Whitman could be patriotic and yet have an international feeling. His Americanism was thorough, but it took in the whole world. For he could write lovingly of Abraham Lincoln, and of Brooklyn Ferry, and of the blue Ontario shore, and of the sea around Paumanok, and of Dakota’s plains, and of the grandeur and power and wonder of these United States and the people in them; but it was Whitman who also wrote “Salut au Monde!” and “Passage to India.” In poems like these, the great Long Islander welcomes the world and all the races and nations in it. The Wallachian and Irishman; the Negro and Armenian; the Pole and the Russian; the German and Spaniard—are all hailed with a true international love. For Whitman saw the world in America and America in the world.

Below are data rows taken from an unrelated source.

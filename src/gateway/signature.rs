//! Canonical-field HMAC signatures shared by both gateways.
//!
//! A payload is authenticated by serializing a fixed set of fields as
//! `key=value` pairs in alphabetical key order joined with `&`, then applying
//! HMAC-SHA256 with the shared secret. This is the sole authentication
//! mechanism for inbound webhooks, so verification must not leak timing.

use hmac::{Hmac, Mac};
use rust_decimal::Decimal;
use sha2::Sha256;

use crate::utils::error::AppError;

type HmacSha256 = Hmac<Sha256>;

/// Deterministic serialization: alphabetical by key, `key=value` joined by `&`.
pub fn canonical_string(fields: &[(&str, String)]) -> String {
    let mut sorted: Vec<&(&str, String)> = fields.iter().collect();
    sorted.sort_by_key(|(key, _)| *key);
    sorted
        .iter()
        .map(|(key, value)| format!("{key}={value}"))
        .collect::<Vec<_>>()
        .join("&")
}

/// Amounts are normalized before signing so `80000` and `80000.00` canonicalize
/// identically on both sides.
pub fn amount_field(amount: Decimal) -> String {
    amount.normalize().to_string()
}

pub fn sign(secret: &str, fields: &[(&str, String)]) -> Result<String, AppError> {
    let mut mac = HmacSha256::new_from_slice(secret.as_bytes())
        .map_err(|_| AppError::InternalServerError("Invalid signing key".to_string()))?;
    mac.update(canonical_string(fields).as_bytes());
    Ok(hex::encode(mac.finalize().into_bytes()))
}

/// Constant-time verification via `Mac::verify_slice`.
pub fn verify(secret: &str, fields: &[(&str, String)], signature: &str) -> Result<(), AppError> {
    let provided = hex::decode(signature)
        .map_err(|_| AppError::SecurityError("Malformed webhook signature".to_string()))?;
    let mut mac = HmacSha256::new_from_slice(secret.as_bytes())
        .map_err(|_| AppError::InternalServerError("Invalid signing key".to_string()))?;
    mac.update(canonical_string(fields).as_bytes());
    mac.verify_slice(&provided)
        .map_err(|_| AppError::SecurityError("Webhook signature mismatch".to_string()))
}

Whitman is agitational because he can take one away from the diseased narrowness of our time. He combines the rural and urban—he has use for the crowded streets of Manhattan and also for the hot summer meadows of Long Island, with the buzzing insects and faintly swaying grass of these meadows. He had use for the homely, vulgar, small household object—say a dishrag or a clothespin—and for the faraway stars or the middle of the Atlantic. He saw use in both the rapturous and the humdrum.

One’s Self & Other Selves

He promulgated in poetic fashion the foundations of democratic action. For, at the foundation of democratic procedure is the belief that one’s self is made stronger by other selves; that in true collectiveness, the individual gains. Somewhere, beneath all of Whitman’s dithyrambs and profound hosannas and swingy free verse, is the justification of the homely adage of the people “One for all, and all for one.” Whitman adds profound music and new corridors of meaning to this classic expression of all “teamwork.”

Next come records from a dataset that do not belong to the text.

//! Postgres backend. Contended counters are mutated under `SELECT ... FOR
//! UPDATE` row locks scoped to a single row per call; compound operations
//! (voucher apply, webhook settlement, payout open/finalize) run their
//! transition and ledger effect inside one transaction.

use async_trait::async_trait;
use chrono::{DateTime, Utc};
use rust_decimal::Decimal;
use sqlx::{PgPool, Postgres, Transaction};
use uuid::Uuid;

use crate::models::{
    Event, HostWallet, Order, OrderStatus, Payment, PaymentStatus, PayoutRequest, PayoutStatus,
    TicketType, VoucherUsage,
};
use crate::store::{CoreStore, OrderTransition, PayoutOutcome, SettleOutcome};
use crate::utils::error::AppError;

pub struct PgStore {
    pool: PgPool,
}

impl PgStore {
    pub fn new(pool: PgPool) -> Self {
        Self { pool }
    }
}

#[derive(sqlx::FromRow)]
struct OrderRow {
    id: Uuid,
    customer_id: Uuid,
    event_id: Uuid,
    ticket_type_id: Uuid,
    voucher_id: Option<Uuid>,
    original_price: Decimal,
    discount_amount: Decimal,
    total_amount: Decimal,
    status: String,
    participant_name: String,
    participant_email: String,
    participant_phone: String,
    created_at: DateTime<Utc>,
}

impl TryFrom<OrderRow> for Order {
    type Error = AppError;

    fn try_from(row: OrderRow) -> Result<Self, Self::Error> {
        let status = OrderStatus::parse(&row.status).ok_or_else(|| {
            AppError::InternalServerError(format!("Unknown order status '{}'", row.status))
        })?;
        Ok(Order {
            id: row.id,
            customer_id: row.customer_id,
            event_id: row.event_id,
            ticket_type_id: row.ticket_type_id,
            voucher_id: row.voucher_id,
            original_price: row.original_price,
            discount_amount: row.discount_amount,
            total_amount: row.total_amount,
            status,
            participant_name: row.participant_name,
            participant_email: row.participant_email,
            participant_phone: row.participant_phone,
            created_at: row.created_at,
        })
    }
}

#[derive(sqlx::FromRow)]
struct PaymentRow {
    id: Uuid,
    order_id: Uuid,
    order_code: i64,
    amount: Decimal,
    status: String,
    checkout_url: String,
    qr_code: Option<String>,
    payment_link_id: String,
    expires_at: DateTime<Utc>,
    created_at: DateTime<Utc>,
}

impl TryFrom<PaymentRow> for Payment {
    type Error = AppError;

    fn try_from(row: PaymentRow) -> Result<Self, Self::Error> {
        let status = PaymentStatus::parse(&row.status).ok_or_else(|| {
            AppError::InternalServerError(format!("Unknown payment status '{}'", row.status))
        })?;
        Ok(Payment {
            id: row.id,
            order_id: row.order_id,
            order_code: row.order_code,
            amount: row.amount,
            status,
            checkout_url: row.checkout_url,
            qr_code: row.qr_code,
            payment_link_id: row.payment_link_id,
            expires_at: row.expires_at,
            created_at: row.created_at,
        })
    }
}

We do not know, even now, the great meaning of “One for all, and all for one.” The future of the world depends on how well we find out this meaning, and how we put that meaning into action. Properly read, Whitman can make us see this meaning in terms of economics or politics. Properly read, the writer of Leaves of Grass can agitate us into great action. That is why I say, “Walt Whitman, Agitator.”